It was the epoch of belief, it was the epoch of incredulity

Decades ago, in my first six months of teaching I first heard that catch phrase from an experienced teacher with whom I shared lab storage space. She was, fortunately for me, one of those “one in a million” teachers who both enthralled and related to learners. I learned from her the power of metaphor, story, and inquiry, not because I knew much of what was occurring in her classroom but because we co-sponsored an ecology club. I’ll never forget her describing the common mullein plant on one long-distance field trip. She began with a story of young Quaker girls rubbing their cheeks with it to simulate blush, which led to its common eastern name – Quaker’s Rouge. Then, for good measure, to make sure the boys didn’t lose interest, she shared a funny story alluding to its western name “cowboy toilet paper.”  Then, she encouraged the kids to “try it out.”

She also taught me about the independent contractor model of teaching. It meant that she could perform just fine on her own. Any interference from peers and administrators inside the school or central office personnel outside the school was viewed as relatively irrelevant by her – more of the irritation of a mosquito buzzing that could be ignored than a bee sting that needed attention.

We educators know that independent contractors have existed in schools for a long time. They create their own worlds inside the classroom and school; instituting their own unique brands of order-disorder, control-freedom, or irresponsibility-responsibility as they, in isolation mostly, interact with those they were hired to serve.  As long as they color inside the lines and know the unwritten rules of who not to offend, they can, for a career, exist pretty much on their own.

it was the age of wisdom, it was the age of foolishness

Reflecting back, I taught in a pretty isolated environment with little opportunity to learn from others. I needed to leverage significant commitment on my own part to study what were atypical expected practices in the day; use of mastery learning and Bloom’s taxonomy to plan units and assessments. I began to reach out and find others who felt similarly and we became, in some cases, lifelong critical friends. I learned alongside them what it takes to keep coming back to work in a career that’s never been easy, financially lucrative, or 9-5. Together, we supported each other to figure out not just what to do, but why we continued to do it over and over again.

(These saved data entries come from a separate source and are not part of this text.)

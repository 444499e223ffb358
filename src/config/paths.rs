//! Path management for paycycle
//!
//! Provides XDG-compliant path resolution for configuration and data.
//!
//! ## Path Resolution Order
//!
//! 1. `PAYCYCLE_DATA_DIR` environment variable (if set)
//! 2. Unix (Linux/macOS): `$XDG_CONFIG_HOME/paycycle` or `~/.config/paycycle`
//! 3. Windows: `%APPDATA%\paycycle`

use std::path::PathBuf;

use crate::error::PaycycleError;

/// Manages all paths used by paycycle
#[derive(Debug, Clone)]
pub struct PaycyclePaths {
    /// Base directory for all paycycle data
    base_dir: PathBuf,
}

impl PaycyclePaths {
    /// Create a new PaycyclePaths instance
    ///
    /// # Errors
    ///
    /// Returns an error if the home directory cannot be determined.
    pub fn new() -> Result<Self, PaycycleError> {
        let base_dir = if let Ok(custom) = std::env::var("PAYCYCLE_DATA_DIR") {
            PathBuf::from(custom)
        } else {
            resolve_default_path()?
        };

        Ok(Self { base_dir })
    }

    /// Create PaycyclePaths with a custom base directory (useful for testing)
    pub fn with_base_dir(base_dir: PathBuf) -> Self {
        Self { base_dir }
    }

    /// Get the base directory (~/.config/paycycle/ or equivalent)
    pub fn base_dir(&self) -> &PathBuf {
        &self.base_dir
    }

    /// Get the data directory (~/.config/paycycle/data/)
    pub fn data_dir(&self) -> PathBuf {
        self.base_dir.join("data")
    }

    /// Get the path to the settings file
    pub fn settings_file(&self) -> PathBuf {
        self.base_dir.join("config.json")
    }

    /// Get the path to accounts.json
    pub fn accounts_file(&self) -> PathBuf {
        self.data_dir().join("accounts.json")
    }

    /// Get the path to budgets.json
    pub fn budgets_file(&self) -> PathBuf {
        self.data_dir().join("budgets.json")
    }

    /// Get the path to schedules.json
    pub fn schedules_file(&self) -> PathBuf {
        self.data_dir().join("schedules.json")
    }

    /// Get the path to transactions.json
    pub fn transactions_file(&self) -> PathBuf {
        self.data_dir().join("transactions.json")
    }

    /// Get the path to external.json (bank-feed transactions)
    pub fn external_file(&self) -> PathBuf {
        self.data_dir().join("external.json")
    }

    /// Get the path to links.json (reconciliation links)
    pub fn links_file(&self) -> PathBuf {
        self.data_dir().join("links.json")
    }

    /// Ensure all required directories exist
    pub fn ensure_directories(&self) -> Result<(), PaycycleError> {
        std::fs::create_dir_all(&self.base_dir)
            .map_err(|e| PaycycleError::Io(format!("Failed to create base directory: {}", e)))?;

        std::fs::create_dir_all(self.data_dir())
            .map_err(|e| PaycycleError::Io(format!("Failed to create data directory: {}", e)))?;

        Ok(())
    }

    /// Check if paycycle has been initialized (config file exists)
    pub fn is_initialized(&self) -> bool {
        self.settings_file().exists()
    }
}

/// Resolve the default data directory path based on platform
#[cfg(not(windows))]
fn resolve_default_path() -> Result<PathBuf, PaycycleError> {
    // Unix (Linux/macOS): Use XDG_CONFIG_HOME if set, otherwise ~/.config
    let config_base = std::env::var("XDG_CONFIG_HOME")
        .map(PathBuf::from)
        .or_else(|_| {
            std::env::var("HOME").map(|home| PathBuf::from(home).join(".config"))
        })
        .map_err(|_| PaycycleError::Config("Could not determine home directory".into()))?;
    Ok(config_base.join("paycycle"))
}

/// Resolve the default data directory path based on platform
#[cfg(windows)]
fn resolve_default_path() -> Result<PathBuf, PaycycleError> {
    // Windows: Use APPDATA
    let appdata = std::env::var("APPDATA")
        .map_err(|_| PaycycleError::Config("Could not determine APPDATA directory".into()))?;
    Ok(PathBuf::from(appdata).join("paycycle"))
}
impl<'a> LedgerService<'a> {
    /// Create a new ledger service
    pub fn new(storage: &'a Storage) -> Self {
        Self { storage }
    }

    /// Create a new transaction with its allocation split
    ///
    /// Fails with `UnbalancedAllocation` when the allocations don't sum
    /// exactly to the amount, and `InvalidBudget` when any allocation
    /// references a missing or inactive budget. Nothing is persisted unless
    /// every check passes.
    pub fn create_transaction(&self, input: CreateTransactionInput) -> PaycycleResult<Transaction> {
        let account = self
            .storage
            .accounts
            .get(input.account_id)?
            .ok_or_else(|| PaycycleError::account_not_found(input.account_id.to_string()))?;

        if !account.active {
            return Err(PaycycleError::Validation(
                "Cannot add transactions to an inactive account".into(),
            ));
        }

        for allocation in &input.allocations {
            self.check_budget_usable(allocation.budget_id)?;
        }
        if let Some(planned) = input.planned_budget_id {
            // The plan reference only needs to exist; it may point at a
            // budget that has since been deactivated.
            self.storage
                .budgets
                .get(planned)?
                .ok_or_else(|| PaycycleError::budget_not_found(planned.to_string()))?;
        }

        let mut txn = Transaction::new(
            input.account_id,
            input.date,
            input.description,
            input.amount,
            input.allocations,
        );
        txn.planned_budget_id = input.planned_budget_id;
        txn.scheduled_id = input.scheduled_id;
        if let Some(notes) = input.notes {
            txn.notes = notes;
        }

        txn.validate()?;

        self.storage.transactions.upsert(txn.clone())?;
        self.storage.transactions.save()?;

        info!(
            transaction = %txn.id,
            date = %txn.date,
            amount = %txn.amount,
            splits = txn.allocations.len(),
            "created transaction"
        );
        Ok(txn)
    }

    /// Replace a transaction's allocations wholesale
    ///
    /// The new split must balance against the existing amount; old
    /// allocations are fully removed in the same commit, never partially
    /// patched.
    pub fn reallocate(
        &self,
        transaction_id: TransactionId,
        new_allocations: Vec<Allocation>,
    ) -> PaycycleResult<Transaction> {
        let mut txn = self.get(transaction_id)?;

        for allocation in &new_allocations {
            self.check_budget_usable(allocation.budget_id)?;
        }

        txn.set_allocations(new_allocations);
        txn.validate()?;

        self.storage.transactions.upsert(txn.clone())?;
        self.storage.transactions.save()?;

        info!(
            transaction = %txn.id,
            splits = txn.allocations.len(),
            "reallocated transaction"
        );
        Ok(txn)
    }

    /// Materialize the next occurrence of a schedule as a real transaction
    ///
    /// Picks the first projected occurrence on or after `as_of_date` that
    /// has not already been materialized, records the rule's budget as
    /// `planned_budget_id`, and funds it with a single allocation unless
    /// `allocations` overrides the split.
    pub fn apply_scheduled(
        &self,
        schedule_id: ScheduleId,
        as_of_date: NaiveDate,
        allocations: Option<Vec<Allocation>>,
    ) -> PaycycleResult<Transaction> {
        let schedule = self
            .storage
            .schedules
            .get(schedule_id)?
            .ok_or_else(|| PaycycleError::schedule_not_found(schedule_id.to_string()))?;

        if !schedule.active {
            return Err(PaycycleError::Validation(format!(
                "Schedule '{}' is inactive",
                schedule.description
            )));
        }

        let already_materialized: Vec<NaiveDate> = self
            .storage
            .transactions
            .get_by_schedule(schedule_id)?
            .iter()
            .map(|t| t.date)
            .collect();

        let horizon = as_of_date
            .checked_add_signed(Duration::days(APPLY_HORIZON_DAYS))
            .unwrap_or(as_of_date);
        let occurrence = schedule
            .project(as_of_date, horizon)
            .find(|o| !already_materialized.contains(&o.date))
            .ok_or_else(|| {
                PaycycleError::Validation(format!(
                    "Schedule '{}' has no unmaterialized occurrence after {}",
                    schedule.description, as_of_date
                ))
            })?;

        let allocations = allocations
            .unwrap_or_else(|| vec![Allocation::new(occurrence.budget_id, occurrence.amount)]);

        self.create_transaction(CreateTransactionInput {
            account_id: occurrence.account_id,
            date: occurrence.date,
            description: occurrence.description,
            amount: occurrence.amount,
            allocations,
            planned_budget_id: Some(schedule.budget_id),
            scheduled_id: Some(schedule_id),
            notes: None,
        })
    }

    /// Delete a transaction
    ///
    /// Cascades to its allocations (owned by the record) and to any
    /// reconciliation link pointing at it.
    pub fn delete_transaction(&self, id: TransactionId) -> PaycycleResult<()> {
        if self.storage.transactions.get(id)?.is_none() {
            return Err(PaycycleError::transaction_not_found(id.to_string()));
        }

        let unlinked = self.storage.links.remove_by_transaction(id)?;
        self.storage.transactions.delete(id)?;
        self.storage.transactions.save()?;
        if unlinked {
            self.storage.links.save()?;
        }

        info!(transaction = %id, unlinked, "deleted transaction");
        Ok(())
    }

    /// Get a transaction by ID
    pub fn get(&self, id: TransactionId) -> PaycycleResult<Transaction> {
        self.storage
            .transactions
            .get(id)?
            .ok_or_else(|| PaycycleError::transaction_not_found(id.to_string()))
    }

    /// List transactions in a closed date range, ordered by (date, id)
    pub fn list_range(&self, start: NaiveDate, end: NaiveDate) -> PaycycleResult<Vec<Transaction>> {
        self.storage.transactions.get_by_date_range(start, end)
    }

    /// A budget must exist and be active to receive new allocations
    fn check_budget_usable(&self, budget_id: BudgetId) -> PaycycleResult<()> {
        let budget = self.storage.budgets.get(budget_id)?.ok_or_else(|| {
            PaycycleError::InvalidBudget {
                identifier: budget_id.to_string(),
                reason: "budget does not exist".into(),
            }
        })?;
        if !budget.active {
            return Err(PaycycleError::InvalidBudget {
                identifier: budget.name,
                reason: "budget is inactive".into(),
            });
        }
        Ok(())
    }
}
impl<'a> ReconciliationMatcher<'a> {
    /// Create a new matcher with explicit configuration
    pub fn new(storage: &'a Storage, config: MatchConfig) -> Self {
        Self { storage, config }
    }

    /// Rank ledger candidates for each external transaction
    ///
    /// Pure with respect to its arguments and deterministic: candidates are
    /// sorted by (score desc, date asc, transaction id asc) and proposals
    /// follow the order of `externals`. Nothing is committed.
    pub fn propose_matches(
        &self,
        candidates: &[Transaction],
        externals: &[ExternalTransaction],
    ) -> Vec<MatchProposal> {
        externals
            .iter()
            .map(|external| {
                let mut ranked: Vec<MatchCandidate> = candidates
                    .iter()
                    .filter(|txn| txn.amount == external.amount)
                    .filter_map(|txn| {
                        let delta = (txn.date - external.date).num_days().abs();
                        if delta <= self.config.window_days {
                            Some(MatchCandidate {
                                transaction_id: txn.id,
                                date: txn.date,
                                score: self.config.window_days - delta,
                            })
                        } else {
                            None
                        }
                    })
                    .collect();
                ranked.sort_by(|a, b| {
                    b.score
                        .cmp(&a.score)
                        .then(a.date.cmp(&b.date))
                        .then(a.transaction_id.cmp(&b.transaction_id))
                });
                MatchProposal {
                    external: external.key.clone(),
                    candidates: ranked,
                }
            })
            .collect()
    }

    /// Rank candidates for everything currently unmatched in the store
    pub fn propose_unmatched(&self) -> PaycycleResult<Vec<MatchProposal>> {
        let externals = self.unmatched_externals()?;
        let candidates = self.unlinked_transactions(None)?;
        Ok(self.propose_matches(&candidates, &externals))
    }

    /// Commit a 1:1 link between an external and a ledger transaction
    ///
    /// Fails with `AlreadyLinked` when either side already has a different
    /// partner; linking an already-linked pair to itself is a no-op.
    pub fn link(
        &self,
        external: &ExternalKey,
        transaction_id: TransactionId,
    ) -> PaycycleResult<ReconciliationLink> {
        self.storage
            .externals
            .get(external)?
            .ok_or_else(|| PaycycleError::external_not_found(external.to_string()))?;
        self.storage
            .transactions
            .get(transaction_id)?
            .ok_or_else(|| PaycycleError::transaction_not_found(transaction_id.to_string()))?;

        if let Some(existing) = self.storage.links.get_by_external(external)? {
            if existing.transaction_id == transaction_id {
                // Re-linking the same pair is idempotent
                return Ok(existing);
            }
            return Err(PaycycleError::AlreadyLinked(format!(
                "external transaction {} is linked to {}",
                external, existing.transaction_id
            )));
        }
        if let Some(existing) = self.storage.links.get_by_transaction(transaction_id)? {
            return Err(PaycycleError::AlreadyLinked(format!(
                "transaction {} is linked to {}",
                transaction_id, existing.external
            )));
        }

        let link = ReconciliationLink::new(external.clone(), transaction_id);
        self.storage.links.insert(link.clone())?;
        self.storage.links.save()?;

        info!(external = %external, transaction = %transaction_id, "linked");
        Ok(link)
    }

    /// Remove the link for an external transaction
    ///
    /// Both sides return to unmatched; the underlying transaction is never
    /// deleted.
    pub fn unlink(&self, external: &ExternalKey) -> PaycycleResult<()> {
        if !self.storage.links.remove_by_external(external)? {
            return Err(PaycycleError::NotFound {
                entity_type: "ReconciliationLink",
                identifier: external.to_string(),
            });
        }
        self.storage.links.save()?;

        info!(external = %external, "unlinked");
        Ok(())
    }

    /// External transactions with no committed link, in key order
    pub fn unmatched_externals(&self) -> PaycycleResult<Vec<ExternalTransaction>> {
        let mut unmatched = Vec::new();
        for external in self.storage.externals.get_all()? {
            if self.storage.links.get_by_external(&external.key)?.is_none() {
                unmatched.push(external);
            }
        }
        Ok(unmatched)
    }

    /// Ledger transactions eligible for matching but not yet linked
    ///
    /// Filters out transactions on non-reconcilable accounts, and anything
    /// dated before `begin_date` when one is given.
    pub fn unlinked_transactions(
        &self,
        begin_date: Option<NaiveDate>,
    ) -> PaycycleResult<Vec<Transaction>> {
        let mut unlinked = Vec::new();
        for txn in self.storage.transactions.get_all()? {
            if let Some(begin) = begin_date {
                if txn.date < begin {
                    continue;
                }
            }
            let reconcilable = self
                .storage
                .accounts
                .get(txn.account_id)?
                .map(|a| a.reconcilable)
                .unwrap_or(false);
            if !reconcilable {
                continue;
            }
            if self.storage.links.get_by_transaction(txn.id)?.is_none() {
                unlinked.push(txn);
            }
        }
        Ok(unlinked)
    }
}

I’m convinced that one of the most important actions we need to take means  abandoning forever more the phrase “close your doors and teach.” It has no place in today’s contemporary learning spaces. It’s an isolating maxim we can ill afford to use. We’re at a pivotal moment in America’s educational history; a time of high tension that’s as great as any we’ve experienced in this nation.  Today, we need each other more than ever to ensure that we don’t give up coming back to work.

it was the season of Light

This tension we all experience isn’t just about the politics that permeate educational decision-making; a kind of politicizing of education that’s gone far beyond reasonable governance under the United States Constitution, state codes, or local policies. It’s not just about the economics of bad business decisions that’s led to devastating losses of resources needed to educate our young people at a time when this nation needs to close gaps across schools, districts, and states, not widen them. It’s not just about the inequality of personal wealth that’s created a “haves and have-nots” schism unlike anything in this nation’s recent history. And, it’s not just a result of the 24/7 media preoccupation with market share that’s caused reporters to chase negative stories about education that in no way reflect the mainstream of teaching and learning occurring day in and out across America.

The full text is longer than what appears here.